- _Exercise materials_
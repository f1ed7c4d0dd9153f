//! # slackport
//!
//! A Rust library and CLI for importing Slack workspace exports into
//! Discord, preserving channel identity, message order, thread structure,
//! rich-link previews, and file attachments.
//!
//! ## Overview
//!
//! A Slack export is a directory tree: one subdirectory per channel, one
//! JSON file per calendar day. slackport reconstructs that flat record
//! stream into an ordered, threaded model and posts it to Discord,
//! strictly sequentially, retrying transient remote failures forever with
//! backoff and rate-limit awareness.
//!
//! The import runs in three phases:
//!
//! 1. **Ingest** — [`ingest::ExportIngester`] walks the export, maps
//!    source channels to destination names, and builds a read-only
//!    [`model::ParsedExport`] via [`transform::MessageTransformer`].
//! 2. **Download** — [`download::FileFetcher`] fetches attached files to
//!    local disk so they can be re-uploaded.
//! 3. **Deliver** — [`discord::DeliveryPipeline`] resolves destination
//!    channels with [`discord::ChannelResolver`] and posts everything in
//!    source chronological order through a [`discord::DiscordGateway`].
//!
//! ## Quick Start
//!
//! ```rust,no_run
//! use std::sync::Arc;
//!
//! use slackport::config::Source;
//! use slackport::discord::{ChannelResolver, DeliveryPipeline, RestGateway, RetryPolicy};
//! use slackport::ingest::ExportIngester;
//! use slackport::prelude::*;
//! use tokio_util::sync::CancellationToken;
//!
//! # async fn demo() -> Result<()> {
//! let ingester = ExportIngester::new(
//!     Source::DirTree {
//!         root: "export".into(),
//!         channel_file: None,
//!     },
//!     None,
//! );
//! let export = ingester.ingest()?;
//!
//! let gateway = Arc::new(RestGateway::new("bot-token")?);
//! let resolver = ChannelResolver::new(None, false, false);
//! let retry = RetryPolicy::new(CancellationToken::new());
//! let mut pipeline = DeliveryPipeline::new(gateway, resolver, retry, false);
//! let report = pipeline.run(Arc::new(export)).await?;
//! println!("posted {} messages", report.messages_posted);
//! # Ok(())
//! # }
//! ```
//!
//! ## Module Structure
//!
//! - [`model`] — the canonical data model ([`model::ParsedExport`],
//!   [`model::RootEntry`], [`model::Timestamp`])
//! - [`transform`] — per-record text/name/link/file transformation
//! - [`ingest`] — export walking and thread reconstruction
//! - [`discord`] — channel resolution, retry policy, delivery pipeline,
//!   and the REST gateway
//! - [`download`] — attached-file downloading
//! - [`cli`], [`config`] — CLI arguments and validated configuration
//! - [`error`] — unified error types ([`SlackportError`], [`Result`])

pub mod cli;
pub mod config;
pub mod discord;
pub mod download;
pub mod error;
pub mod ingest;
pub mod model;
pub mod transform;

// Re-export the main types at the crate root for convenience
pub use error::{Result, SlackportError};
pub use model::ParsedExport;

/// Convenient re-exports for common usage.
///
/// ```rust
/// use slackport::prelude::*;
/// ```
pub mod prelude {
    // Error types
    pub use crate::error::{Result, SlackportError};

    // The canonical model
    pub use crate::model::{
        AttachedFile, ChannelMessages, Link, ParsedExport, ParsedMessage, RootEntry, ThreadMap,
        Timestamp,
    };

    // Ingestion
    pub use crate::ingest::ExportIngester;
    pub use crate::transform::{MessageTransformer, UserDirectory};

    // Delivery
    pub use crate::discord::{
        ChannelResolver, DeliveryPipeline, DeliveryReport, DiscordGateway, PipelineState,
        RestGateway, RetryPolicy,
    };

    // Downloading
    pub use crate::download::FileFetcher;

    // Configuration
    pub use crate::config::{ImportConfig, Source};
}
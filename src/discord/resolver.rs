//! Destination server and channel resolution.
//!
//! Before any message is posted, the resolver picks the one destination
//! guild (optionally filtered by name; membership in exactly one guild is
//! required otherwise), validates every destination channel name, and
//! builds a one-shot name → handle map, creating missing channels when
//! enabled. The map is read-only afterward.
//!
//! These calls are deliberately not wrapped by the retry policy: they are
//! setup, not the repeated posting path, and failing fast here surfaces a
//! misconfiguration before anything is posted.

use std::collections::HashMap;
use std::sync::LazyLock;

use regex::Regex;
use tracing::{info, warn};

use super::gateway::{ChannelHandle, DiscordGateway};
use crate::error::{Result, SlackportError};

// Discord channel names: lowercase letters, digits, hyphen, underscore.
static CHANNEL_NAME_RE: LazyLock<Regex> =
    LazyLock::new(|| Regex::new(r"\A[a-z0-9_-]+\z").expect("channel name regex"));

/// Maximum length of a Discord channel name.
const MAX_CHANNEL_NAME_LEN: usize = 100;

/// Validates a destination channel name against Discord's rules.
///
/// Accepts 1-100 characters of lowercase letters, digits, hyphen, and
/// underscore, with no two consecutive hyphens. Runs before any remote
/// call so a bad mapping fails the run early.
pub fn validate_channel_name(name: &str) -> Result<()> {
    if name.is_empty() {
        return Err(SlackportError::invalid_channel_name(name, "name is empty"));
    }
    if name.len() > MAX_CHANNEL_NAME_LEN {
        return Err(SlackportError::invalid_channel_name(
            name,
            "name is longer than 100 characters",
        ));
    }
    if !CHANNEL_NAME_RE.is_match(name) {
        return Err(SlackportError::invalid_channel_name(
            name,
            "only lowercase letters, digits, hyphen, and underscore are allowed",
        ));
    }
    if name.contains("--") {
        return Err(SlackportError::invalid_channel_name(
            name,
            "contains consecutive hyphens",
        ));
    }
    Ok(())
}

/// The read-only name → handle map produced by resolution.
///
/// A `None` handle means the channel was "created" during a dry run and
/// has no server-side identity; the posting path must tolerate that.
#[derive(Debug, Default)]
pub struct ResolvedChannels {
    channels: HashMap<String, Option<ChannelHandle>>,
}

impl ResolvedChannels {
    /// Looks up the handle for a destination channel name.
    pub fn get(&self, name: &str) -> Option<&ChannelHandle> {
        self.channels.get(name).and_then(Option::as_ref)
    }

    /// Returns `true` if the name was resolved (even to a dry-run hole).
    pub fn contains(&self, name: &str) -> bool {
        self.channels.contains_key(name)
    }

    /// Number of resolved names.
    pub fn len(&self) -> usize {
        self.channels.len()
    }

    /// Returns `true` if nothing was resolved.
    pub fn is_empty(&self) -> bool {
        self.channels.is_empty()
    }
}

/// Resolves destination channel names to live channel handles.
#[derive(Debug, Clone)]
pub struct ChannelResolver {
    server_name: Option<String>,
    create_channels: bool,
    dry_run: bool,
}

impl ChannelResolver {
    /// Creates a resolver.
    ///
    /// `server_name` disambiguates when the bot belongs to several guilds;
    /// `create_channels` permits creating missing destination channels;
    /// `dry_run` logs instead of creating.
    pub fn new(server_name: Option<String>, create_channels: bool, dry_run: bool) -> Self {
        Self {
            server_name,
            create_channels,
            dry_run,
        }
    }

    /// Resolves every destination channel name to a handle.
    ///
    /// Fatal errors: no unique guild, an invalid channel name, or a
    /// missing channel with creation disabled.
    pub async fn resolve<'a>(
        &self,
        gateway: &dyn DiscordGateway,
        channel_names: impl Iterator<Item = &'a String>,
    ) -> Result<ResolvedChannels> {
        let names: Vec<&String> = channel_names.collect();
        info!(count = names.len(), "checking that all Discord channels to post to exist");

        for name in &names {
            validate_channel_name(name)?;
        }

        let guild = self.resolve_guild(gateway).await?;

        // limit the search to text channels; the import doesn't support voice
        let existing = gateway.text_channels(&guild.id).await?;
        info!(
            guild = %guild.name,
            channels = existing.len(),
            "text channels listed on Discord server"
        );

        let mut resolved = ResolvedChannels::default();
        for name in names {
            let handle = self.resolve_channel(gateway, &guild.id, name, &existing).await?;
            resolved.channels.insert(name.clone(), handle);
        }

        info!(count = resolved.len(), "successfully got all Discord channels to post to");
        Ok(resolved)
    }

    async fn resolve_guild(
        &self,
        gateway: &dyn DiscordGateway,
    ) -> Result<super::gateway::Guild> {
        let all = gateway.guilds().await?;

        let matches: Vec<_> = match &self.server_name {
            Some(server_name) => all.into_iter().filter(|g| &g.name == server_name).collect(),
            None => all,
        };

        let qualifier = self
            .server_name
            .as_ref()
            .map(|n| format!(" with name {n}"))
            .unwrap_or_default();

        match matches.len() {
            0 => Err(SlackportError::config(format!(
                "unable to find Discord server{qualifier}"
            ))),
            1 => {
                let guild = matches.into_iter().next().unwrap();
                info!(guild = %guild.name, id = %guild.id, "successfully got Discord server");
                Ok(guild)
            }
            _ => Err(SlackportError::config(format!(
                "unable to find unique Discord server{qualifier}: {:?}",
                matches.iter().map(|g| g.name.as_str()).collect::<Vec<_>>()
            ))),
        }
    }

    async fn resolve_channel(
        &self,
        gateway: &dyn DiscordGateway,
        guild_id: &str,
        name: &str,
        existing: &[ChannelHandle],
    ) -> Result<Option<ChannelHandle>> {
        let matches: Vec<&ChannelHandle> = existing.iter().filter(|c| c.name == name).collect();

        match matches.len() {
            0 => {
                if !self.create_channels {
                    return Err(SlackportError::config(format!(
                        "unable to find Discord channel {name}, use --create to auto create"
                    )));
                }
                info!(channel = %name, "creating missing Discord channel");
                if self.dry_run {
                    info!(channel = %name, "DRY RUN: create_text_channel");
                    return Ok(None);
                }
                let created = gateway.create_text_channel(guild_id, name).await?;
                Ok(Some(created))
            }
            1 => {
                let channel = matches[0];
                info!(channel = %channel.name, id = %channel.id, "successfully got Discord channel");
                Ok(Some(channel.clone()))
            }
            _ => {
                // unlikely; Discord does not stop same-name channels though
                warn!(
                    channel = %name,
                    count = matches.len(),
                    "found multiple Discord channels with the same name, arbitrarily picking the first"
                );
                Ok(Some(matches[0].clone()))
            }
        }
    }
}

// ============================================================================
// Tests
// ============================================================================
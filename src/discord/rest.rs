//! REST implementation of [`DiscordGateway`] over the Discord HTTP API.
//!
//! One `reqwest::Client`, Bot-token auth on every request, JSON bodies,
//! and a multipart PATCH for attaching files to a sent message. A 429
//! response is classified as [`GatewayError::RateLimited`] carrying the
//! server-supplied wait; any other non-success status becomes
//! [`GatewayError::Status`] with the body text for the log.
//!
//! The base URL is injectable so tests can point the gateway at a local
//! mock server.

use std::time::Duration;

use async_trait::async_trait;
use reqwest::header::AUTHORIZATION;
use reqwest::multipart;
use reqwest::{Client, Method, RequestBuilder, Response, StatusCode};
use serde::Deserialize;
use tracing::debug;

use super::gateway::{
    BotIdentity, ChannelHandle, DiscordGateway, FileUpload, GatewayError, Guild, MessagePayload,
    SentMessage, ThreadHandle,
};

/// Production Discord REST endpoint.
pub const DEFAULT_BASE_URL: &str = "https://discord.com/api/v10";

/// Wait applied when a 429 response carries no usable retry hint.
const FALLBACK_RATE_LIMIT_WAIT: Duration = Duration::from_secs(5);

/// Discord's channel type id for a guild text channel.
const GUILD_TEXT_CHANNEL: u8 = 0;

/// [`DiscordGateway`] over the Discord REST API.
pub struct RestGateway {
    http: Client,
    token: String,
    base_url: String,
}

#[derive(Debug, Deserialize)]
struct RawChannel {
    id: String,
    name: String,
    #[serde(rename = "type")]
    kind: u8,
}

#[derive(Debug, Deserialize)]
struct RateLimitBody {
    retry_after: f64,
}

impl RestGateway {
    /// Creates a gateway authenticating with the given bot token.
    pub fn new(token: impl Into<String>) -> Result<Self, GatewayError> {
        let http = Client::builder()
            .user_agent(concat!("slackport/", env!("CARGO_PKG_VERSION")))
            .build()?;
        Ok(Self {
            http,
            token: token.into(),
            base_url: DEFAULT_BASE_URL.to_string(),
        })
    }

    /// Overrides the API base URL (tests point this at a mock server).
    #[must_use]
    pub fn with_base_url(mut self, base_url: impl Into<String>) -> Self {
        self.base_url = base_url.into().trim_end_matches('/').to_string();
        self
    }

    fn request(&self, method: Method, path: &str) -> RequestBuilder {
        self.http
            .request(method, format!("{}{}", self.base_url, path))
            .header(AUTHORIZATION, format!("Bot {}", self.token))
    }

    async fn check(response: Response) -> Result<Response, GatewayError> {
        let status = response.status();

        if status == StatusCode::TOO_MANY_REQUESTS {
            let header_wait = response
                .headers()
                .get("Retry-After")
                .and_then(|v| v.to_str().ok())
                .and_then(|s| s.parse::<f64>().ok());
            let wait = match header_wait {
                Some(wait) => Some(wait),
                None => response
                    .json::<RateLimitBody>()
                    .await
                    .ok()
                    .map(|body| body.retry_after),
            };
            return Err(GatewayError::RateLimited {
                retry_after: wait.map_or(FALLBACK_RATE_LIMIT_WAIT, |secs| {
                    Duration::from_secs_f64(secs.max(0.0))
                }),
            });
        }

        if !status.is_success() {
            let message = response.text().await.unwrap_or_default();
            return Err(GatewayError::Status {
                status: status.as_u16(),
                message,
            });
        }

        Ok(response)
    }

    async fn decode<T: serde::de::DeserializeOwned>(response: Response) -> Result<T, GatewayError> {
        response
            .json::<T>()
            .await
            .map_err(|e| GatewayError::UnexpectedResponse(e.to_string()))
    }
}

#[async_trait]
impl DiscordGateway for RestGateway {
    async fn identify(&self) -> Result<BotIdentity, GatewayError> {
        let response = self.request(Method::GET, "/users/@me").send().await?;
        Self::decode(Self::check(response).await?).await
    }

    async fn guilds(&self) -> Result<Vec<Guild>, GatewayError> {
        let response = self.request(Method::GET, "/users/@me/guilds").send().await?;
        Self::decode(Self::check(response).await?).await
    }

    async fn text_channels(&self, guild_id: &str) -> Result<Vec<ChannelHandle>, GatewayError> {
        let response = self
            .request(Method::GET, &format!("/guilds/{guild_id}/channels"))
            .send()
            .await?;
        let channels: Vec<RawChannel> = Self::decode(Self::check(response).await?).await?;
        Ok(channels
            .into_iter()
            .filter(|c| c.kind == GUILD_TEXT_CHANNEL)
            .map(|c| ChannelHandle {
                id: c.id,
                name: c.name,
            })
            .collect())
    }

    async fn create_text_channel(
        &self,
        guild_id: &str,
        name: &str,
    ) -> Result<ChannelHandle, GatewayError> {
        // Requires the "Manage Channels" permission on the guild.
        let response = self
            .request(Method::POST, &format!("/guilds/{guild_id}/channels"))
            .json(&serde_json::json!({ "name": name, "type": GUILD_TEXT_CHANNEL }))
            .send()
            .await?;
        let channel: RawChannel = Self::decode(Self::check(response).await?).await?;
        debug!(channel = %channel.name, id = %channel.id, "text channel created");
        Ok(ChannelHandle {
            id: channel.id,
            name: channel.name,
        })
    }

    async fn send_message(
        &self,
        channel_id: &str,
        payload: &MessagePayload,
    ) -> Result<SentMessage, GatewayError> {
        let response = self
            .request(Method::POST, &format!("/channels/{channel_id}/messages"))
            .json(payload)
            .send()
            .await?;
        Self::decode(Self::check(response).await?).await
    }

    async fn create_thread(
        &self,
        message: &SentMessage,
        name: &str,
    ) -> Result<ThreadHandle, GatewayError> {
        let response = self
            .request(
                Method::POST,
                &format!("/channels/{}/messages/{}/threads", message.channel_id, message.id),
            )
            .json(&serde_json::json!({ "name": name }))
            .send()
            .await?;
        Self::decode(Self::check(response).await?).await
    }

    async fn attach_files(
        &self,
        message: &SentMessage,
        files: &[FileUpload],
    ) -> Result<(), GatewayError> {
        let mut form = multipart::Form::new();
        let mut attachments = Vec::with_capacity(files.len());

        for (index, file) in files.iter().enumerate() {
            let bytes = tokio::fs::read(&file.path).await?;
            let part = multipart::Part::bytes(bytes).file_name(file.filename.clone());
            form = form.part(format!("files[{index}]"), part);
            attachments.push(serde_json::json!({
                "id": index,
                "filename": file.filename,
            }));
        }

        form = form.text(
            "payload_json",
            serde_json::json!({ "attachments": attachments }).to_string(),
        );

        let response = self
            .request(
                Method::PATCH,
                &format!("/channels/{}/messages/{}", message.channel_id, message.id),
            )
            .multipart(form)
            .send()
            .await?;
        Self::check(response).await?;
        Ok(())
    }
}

- _What the task requires_
Your task is to retype the entries verbatim, starting with the line that holds "pub mod model;" and stopping after the line that holds "pub use crate::ingest::ExportIngester;".

- _Task answer_
pub mod model;
pub mod transform;

// Re-export the main types at the crate root for convenience
pub use error::{Result, SlackportError};
pub use model::ParsedExport;

/// Convenient re-exports for common usage.
///
/// ```rust
/// use slackport::prelude::*;
/// ```
pub mod prelude {
    // Error types
    pub use crate::error::{Result, SlackportError};

    // The canonical model
    pub use crate::model::{
        AttachedFile, ChannelMessages, Link, ParsedExport, ParsedMessage, RootEntry, ThreadMap,
        Timestamp,
    };

    // Ingestion
    pub use crate::ingest::ExportIngester;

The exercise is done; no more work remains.